The instances table is the most interesting one and holds all instances of objects which are being tracked by the system. An instance has a label attached, and the camera which has detected it last. The two coordinates of the bounding box are also saved here, together with the path on the webserver to the image of the whole frame, and the cropped frame. More on this can be found in the UI section.
The user favorites also have to be stored. Note that this is a many to many relation between users and instances. This relation is stored in a pivot table called user_favorites.
UI
We also have an additional challenge we have to face; the user should be able to easily determine where an object is located. We must now convert our database of pictures in a meaningful way, as the default presentation is not so useful for the average user. For this we are hosting a website (https://ol.pietervoors.com/) to easily navigate the object you are looking for. The user is presented with a list of items detected in the home. An example of the usage of the website is described below. You can access the website using the following guest account:
username: visitor@pietervoors.com
password: password123
The UI is built on top of the Laravel PHP framework, and the source can be found in our GitLab repository.
As the object detection system and the UI are not running on the same machine, the images have to be communicated somehow. This has been implemented using an API on the webserver. The object detection system can send an HTTP POST request to the web application containing an image. As the objected detection system and the UI share the same underlying database, the web application also has access to the coordinates of the bounding box. The web application then crops the image according to this box, and stores this and the original file to its storage. Both images get a unique name, and the path to their location on the webserver gets saved in the database. The web application now has all information it needs to serve the UI.
Security is one of our main concerns, so the API communication has to be secured well. We have secured the API using the OAuth2.0 protocol, for which Laravel offers an easy to implement package called Laravel Passport. In the user profile on the website, users can request a Personal Access Token, and this token can be used to authenticate with the API endpoints. Note that this is only needed for development purposes, and is not needed for the regular user. In order to protect the images which get uploaded through this API, we make sure not to store them in the public folder on the webserver. Instead, we store the images in a secured storage folder which can only be accessed by authenticated users.
When the user accesses the website, a dashboard is shown with the choice of two buttons: “Items” showing the list of items detected and “Favorites” showing the list of items favorited by the user. When the ‘Items” button is chosen a list of detected objects is presented. These contain a “last seen” column that indicates the last time the system detected this object category. The list can be sorted on item name or last time seen and can have multiple pages with a variable amount of entries visible per page. There is also a search field to filter objects.

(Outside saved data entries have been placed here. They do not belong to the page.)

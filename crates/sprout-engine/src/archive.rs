//! Archive extraction with path validation.
//!
//! Package archives are gzipped tarballs. Entry paths are validated so a
//! hostile archive cannot write outside the destination directory, either
//! through `..`/absolute paths or through escaping symlink targets.

use std::fs;
use std::io::Read;
use std::path::{Path, PathBuf};

use flate2::read::GzDecoder;
use tar::Archive;

use sprout_core::error::SproutError;

use crate::EngineResult;

/// Extract a gzipped tarball for `package` into `dest_dir`
pub fn extract_archive<R: Read>(package: &str, reader: R, dest_dir: &Path) -> EngineResult<()> {
    let gz_decoder = GzDecoder::new(reader);
    let mut archive = Archive::new(gz_decoder);

    fs::create_dir_all(dest_dir)
        .map_err(|e| SproutError::io("Failed to create extraction directory".to_string(), e))?;

    let entries = archive.entries().map_err(|e| SproutError::Install {
        package: package.to_string(),
        message: format!("extract failed: unreadable archive: {}", e),
    })?;

    for entry_result in entries {
        let mut entry = entry_result.map_err(|e| SproutError::Install {
            package: package.to_string(),
            message: format!("extract failed: corrupt entry: {}", e),
        })?;

        let entry_path = entry.path().map_err(|e| SproutError::Install {
            package: package.to_string(),
            message: format!("extract failed: invalid entry path: {}", e),
        })?;
        let safe_path = validate_extract_path(package, &entry_path, dest_dir)?;

        let entry_type = entry.header().entry_type();
        let mode = entry.header().mode().ok();

        match entry_type {
            tar::EntryType::Regular => {
                extract_regular_file(package, &mut entry, &safe_path)?;
            },
            tar::EntryType::Directory => {
                fs::create_dir_all(&safe_path)
                    .map_err(|e| SproutError::io("Failed to create directory".to_string(), e))?;
            },
            tar::EntryType::Symlink | tar::EntryType::Link => {
                extract_symlink(package, &mut entry, &safe_path, dest_dir)?;
            },
            // Skip device nodes, fifos, and other special entries
            _ => continue,
        }

        if let Some(mode) = mode {
            #[cfg(unix)]
            {
                use std::os::unix::fs::PermissionsExt;
                if safe_path.exists() {
                    let permissions = fs::Permissions::from_mode(mode);
                    let _ = fs::set_permissions(&safe_path, permissions);
                }
            }
        }
    }

    Ok(())
}

/// Reject entry paths that would land outside `dest_dir`
fn validate_extract_path(
    package: &str,
    entry_path: &Path,
    dest_dir: &Path,
) -> EngineResult<PathBuf> {
    let mut safe_path = dest_dir.to_path_buf();

    for component in entry_path.components() {
        match component {
            std::path::Component::Normal(name) => safe_path.push(name),
            std::path::Component::ParentDir => {
                return Err(SproutError::Install {
                    package: package.to_string(),
                    message: format!(
                        "extract failed: directory traversal in entry '{}'",
                        entry_path.display()
                    ),
                });
            },
            std::path::Component::RootDir => {
                return Err(SproutError::Install {
                    package: package.to_string(),
                    message: format!(
                        "extract failed: absolute entry path '{}'",
                        entry_path.display()
                    ),
                });
            },
            _ => continue,
        }
    }

    if !safe_path.starts_with(dest_dir) {
        return Err(SproutError::Install {
            package: package.to_string(),
            message: format!(
                "extract failed: entry escapes destination: '{}'",
                entry_path.display()
            ),
        });
    }

    Ok(safe_path)
}

fn extract_regular_file<R: Read>(
    package: &str,
    entry: &mut tar::Entry<R>,
    dest_path: &Path,
) -> EngineResult<()> {
    if let Some(parent) = dest_path.parent() {
        fs::create_dir_all(parent)
            .map_err(|e| SproutError::io("Failed to create parent directory".to_string(), e))?;
    }

    let mut file = fs::File::create(dest_path)
        .map_err(|e| SproutError::io("Failed to create extracted file".to_string(), e))?;

    std::io::copy(entry, &mut file).map_err(|e| SproutError::Install {
        package: package.to_string(),
        message: format!("extract failed: write error: {}", e),
    })?;

    Ok(())
}

/// Create a symlink after checking the target stays inside `dest_dir`
fn extract_symlink<R: Read>(
    package: &str,
    entry: &mut tar::Entry<R>,
    dest_path: &Path,
    dest_dir: &Path,
) -> EngineResult<()> {
    let Ok(Some(target_path)) = entry.link_name() else {
        return Ok(());
    };

    if target_path.is_absolute() {
        return Err(SproutError::Install {
            package: package.to_string(),
            message: "extract failed: absolute symlink target".to_string(),
        });
    }

    // Containment check by walking components: `..` segments may not climb
    // above the destination root. A plain prefix comparison would pass
    // un-normalized targets like `dest/a/../../outside`.
    let mut depth = dest_path
        .parent()
        .and_then(|parent| parent.strip_prefix(dest_dir).ok())
        .map(|relative| relative.components().count() as i64)
        .unwrap_or(0);
    for component in target_path.components() {
        match component {
            std::path::Component::Normal(_) => depth += 1,
            std::path::Component::ParentDir => {
                depth -= 1;
                if depth < 0 {
                    return Err(SproutError::Install {
                        package: package.to_string(),
                        message: "extract failed: symlink target escapes destination".to_string(),
                    });
                }
            },
            _ => {},
        }
    }

    if let Some(parent) = dest_path.parent() {
        fs::create_dir_all(parent)
            .map_err(|e| SproutError::io("Failed to create parent directory".to_string(), e))?;
    }

    #[cfg(unix)]
    {
        std::os::unix::fs::symlink(&target_path, dest_path)
            .map_err(|e| SproutError::io("Failed to create symlink".to_string(), e))?;
    }
    #[cfg(windows)]
    {
        let _ = (dest_path, target_path);
    }

    Ok(())
}

#[cfg(test)]
mod tests {
    use super::*;

    use std::io::Cursor;

    use flate2::write::GzEncoder;
    use flate2::Compression;
    use tar::Builder;
    use tempfile::tempdir;

    fn tarball(entries: &[(&str, &str)]) -> Vec<u8> {
        let mut data = Vec::new();
        {
            let encoder = GzEncoder::new(&mut data, Compression::default());
            let mut builder = Builder::new(encoder);
            for (path, content) in entries {
                let mut header = tar::Header::new_gnu();
                header.set_path(path).unwrap();
                header.set_size(content.len() as u64);
                header.set_cksum();
                builder.append(&header, content.as_bytes()).unwrap();
            }
            builder.finish().unwrap();
        }
        data
    }

    #[test]
    fn test_extract_files_and_directories() {
        let temp = tempdir().unwrap();
        let dest = temp.path().join("out");

        let data = tarball(&[
            ("package/index.js", "module.exports = {};"),
            ("package/lib/util.js", "exports.noop = () => {};"),
        ]);
        extract_archive("pkg", Cursor::new(data), &dest).unwrap();

        assert_eq!(
            fs::read_to_string(dest.join("package/index.js")).unwrap(),
            "module.exports = {};"
        );
        assert!(dest.join("package/lib/util.js").exists());
    }

    #[test]
    fn test_parent_dir_entry_rejected() {
        let temp = tempdir().unwrap();
        let dest = temp.path().join("out");

        let result = validate_extract_path("pkg", Path::new("a/../../escape.txt"), &dest);
        assert!(matches!(result, Err(SproutError::Install { .. })));
    }

    #[test]
    fn test_absolute_entry_rejected() {
        let temp = tempdir().unwrap();
        let dest = temp.path().join("out");

        let result = validate_extract_path("pkg", Path::new("/etc/passwd"), &dest);
        assert!(matches!(result, Err(SproutError::Install { .. })));
    }

    #[test]
    fn test_corrupt_archive_is_install_error() {
        let temp = tempdir().unwrap();
        let dest = temp.path().join("out");

        let result = extract_archive("pkg", Cursor::new(b"definitely not gzip".to_vec()), &dest);
        assert!(matches!(result, Err(SproutError::Install { package, .. }) if package == "pkg"));
    }

    fn symlink_tarball(link_path: &str, link_target: &str) -> Vec<u8> {
        let mut data = Vec::new();
        {
            let encoder = GzEncoder::new(&mut data, Compression::default());
            let mut builder = Builder::new(encoder);
            let mut header = tar::Header::new_gnu();
            header.set_entry_type(tar::EntryType::Symlink);
            header.set_path(link_path).unwrap();
            header.set_link_name(link_target).unwrap();
            header.set_size(0);
            header.set_cksum();
            builder.append(&header, std::io::empty()).unwrap();
            builder.finish().unwrap();
        }
        data
    }

    #[cfg(unix)]
    #[test]
    fn test_escaping_symlink_rejected() {
        let temp = tempdir().unwrap();
        let dest = temp.path().join("out");

        let data = symlink_tarball("package/link", "../../outside");
        let result = extract_archive("pkg", Cursor::new(data), &dest);
        assert!(matches!(result, Err(SproutError::Install { .. })));
        assert!(fs::symlink_metadata(dest.join("package/link")).is_err());
    }

    #[cfg(unix)]
    #[test]
    fn test_unnormalized_escaping_symlink_rejected() {
        let temp = tempdir().unwrap();
        let dest = temp.path().join("out");

        // Climbs back inside lexically before escaping for real.
        let data = symlink_tarball("package/link", "a/../../../outside");
        let result = extract_archive("pkg", Cursor::new(data), &dest);
        assert!(matches!(result, Err(SproutError::Install { .. })));
        assert!(fs::symlink_metadata(dest.join("package/link")).is_err());
    }

    #[cfg(unix)]
    #[test]
    fn test_internal_relative_symlink_allowed() {
        let temp = tempdir().unwrap();
        let dest = temp.path().join("out");

        let data = symlink_tarball("package/sub/link", "../data.txt");
        extract_archive("pkg", Cursor::new(data), &dest).unwrap();

        let meta = fs::symlink_metadata(dest.join("package/sub/link")).unwrap();
        assert!(meta.file_type().is_symlink());
    }
}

When an entry is picked, such as “Book”, all unique instances found are visible with a “last seen” field for every individual item. They have a “View Location” button. This button shows the full camera view of when the object was last detected with a box around it to indicate where it is located. This item can then be favorited by pressing the star next to the name on top. When going back to the dashboard and pressing the “Favorites” button now, this instance will be shown.
Prototype
The prototype that we want to deliver as the result of this project is more of a proof of concept than showing the full purpose of the system. The setup consists out of two cameras connected to a laptop, pointed at a table. Not all objects in the dataset will be detectable, only the useful ones such as cups and scissors. The rest has been turned off in the search algorithm. In this camera view the prototype should be able to deal with multiple tests that examine the abilities and robustness of the system.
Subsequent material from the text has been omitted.